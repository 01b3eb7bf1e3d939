//! CoinGecko market data provider implementation

use crate::{
    constants::{
        COINGECKO_API_URL, COINGECKO_GLOBAL_ENDPOINT, COINGECKO_MARKETS_ENDPOINT,
        COINGECKO_SEARCH_ENDPOINT, REQUEST_TIMEOUT_SECS, USER_AGENT,
    },
    error::RequestError,
    provider::{MarketDataProvider, MarketQuery},
    types::{GlobalStats, MarketCoin, SearchCoin},
};
use async_trait::async_trait;
use reqwest::Client;
use serde::de::DeserializeOwned;
use serde::Deserialize;
use std::collections::HashMap;
use std::time::Duration;

/// CoinGecko API response for global statistics
#[derive(Debug, Deserialize)]
struct GlobalResponse {
    data: GlobalData,
}

#[derive(Debug, Deserialize)]
struct GlobalData {
    total_market_cap: HashMap<String, f64>,
    market_cap_change_percentage_24h_usd: f64,
}

/// CoinGecko API response for search queries
#[derive(Debug, Deserialize)]
struct SearchResponse {
    #[serde(default)]
    coins: Vec<SearchCoin>,
}

/// CoinGecko market data provider
pub struct CoinGeckoProvider {
    client: Client,
    base_url: String,
}

impl CoinGeckoProvider {
    /// Creates a new CoinGecko provider
    pub fn new() -> Result<Self, RequestError> {
        Self::with_base_url(COINGECKO_API_URL)
    }

    /// Creates a provider against a different API root (proxies, tests)
    pub fn with_base_url(base_url: impl Into<String>) -> Result<Self, RequestError> {
        let client = Client::builder()
            .timeout(Duration::from_secs(REQUEST_TIMEOUT_SECS))
            .user_agent(USER_AGENT)
            .build()
            .map_err(RequestError::NetworkError)?;

        Ok(Self {
            client,
            base_url: base_url.into().trim_end_matches('/').to_string(),
        })
    }

    /// Builds the query parameters for a market listing
    fn market_params(currency: &str, query: &MarketQuery) -> Vec<(&'static str, String)> {
        let per_page = match query {
            MarketQuery::Top(n) => *n,
            MarketQuery::Ids { per_page, .. } => *per_page,
        };

        let mut params = vec![
            ("vs_currency", currency.to_lowercase()),
            ("order", "market_cap_desc".to_string()),
            ("per_page", per_page.to_string()),
            ("page", "1".to_string()),
            ("sparkline", "false".to_string()),
        ];

        if let MarketQuery::Ids { ids, .. } = query {
            params.push(("ids", ids.join(",")));
        }

        params
    }

    /// Extracts the statistics for `currency` from a global response
    fn parse_global(response: GlobalResponse, currency: &str) -> Result<GlobalStats, RequestError> {
        let currency = currency.to_lowercase();
        let market_cap = response
            .data
            .total_market_cap
            .get(&currency)
            .copied()
            .ok_or_else(|| {
                RequestError::invalid_response(format!(
                    "No total market cap for currency {}",
                    currency
                ))
            })?;

        Ok(GlobalStats {
            currency,
            market_cap,
            change_24h: response.data.market_cap_change_percentage_24h_usd,
        })
    }

    async fn get_json<T: DeserializeOwned>(
        &self,
        endpoint: &str,
        params: &[(&str, String)],
    ) -> Result<T, RequestError> {
        let url = format!("{}{}", self.base_url, endpoint);
        tracing::debug!(url = %url, "Requesting CoinGecko");

        let response = self
            .client
            .get(&url)
            .query(params)
            .send()
            .await
            .map_err(RequestError::from_transport)?;

        // Check for rate limiting
        if response.status().as_u16() == 429 {
            return Err(RequestError::RateLimitExceeded);
        }

        // Check for other errors
        if !response.status().is_success() {
            return Err(RequestError::ApiError(format!(
                "HTTP {}: {}",
                response.status(),
                response.text().await.unwrap_or_default()
            )));
        }

        let response_text = response
            .text()
            .await
            .map_err(RequestError::from_transport)?;

        serde_json::from_str(&response_text).map_err(|e| {
            RequestError::InvalidResponse(format!(
                "Failed to parse CoinGecko response: {}. Response: {}",
                e, response_text
            ))
        })
    }
}

#[async_trait]
impl MarketDataProvider for CoinGeckoProvider {
    async fn fetch_markets(
        &self,
        currency: &str,
        query: &MarketQuery,
    ) -> Result<Vec<MarketCoin>, RequestError> {
        if let MarketQuery::Ids { ids, .. } = query {
            if ids.is_empty() {
                return Ok(Vec::new());
            }
        }

        let params = Self::market_params(currency, query);
        let coins: Vec<MarketCoin> = self.get_json(COINGECKO_MARKETS_ENDPOINT, &params).await?;

        tracing::debug!(count = coins.len(), "Fetched market listing from CoinGecko");

        Ok(coins)
    }

    async fn fetch_global(&self, currency: &str) -> Result<GlobalStats, RequestError> {
        let response: GlobalResponse = self.get_json(COINGECKO_GLOBAL_ENDPOINT, &[]).await?;
        Self::parse_global(response, currency)
    }

    async fn search(&self, query: &str) -> Result<Vec<SearchCoin>, RequestError> {
        let params = [("query", query.to_string())];
        let response: SearchResponse = self.get_json(COINGECKO_SEARCH_ENDPOINT, &params).await?;
        Ok(response.coins)
    }

    fn provider_name(&self) -> &'static str {
        "coingecko"
    }
}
◆ ◆ ◆ ◆
◆ Goal of the exercise ◆
Supply only the count of lines above holding "struct".

◆ Response box ◆
4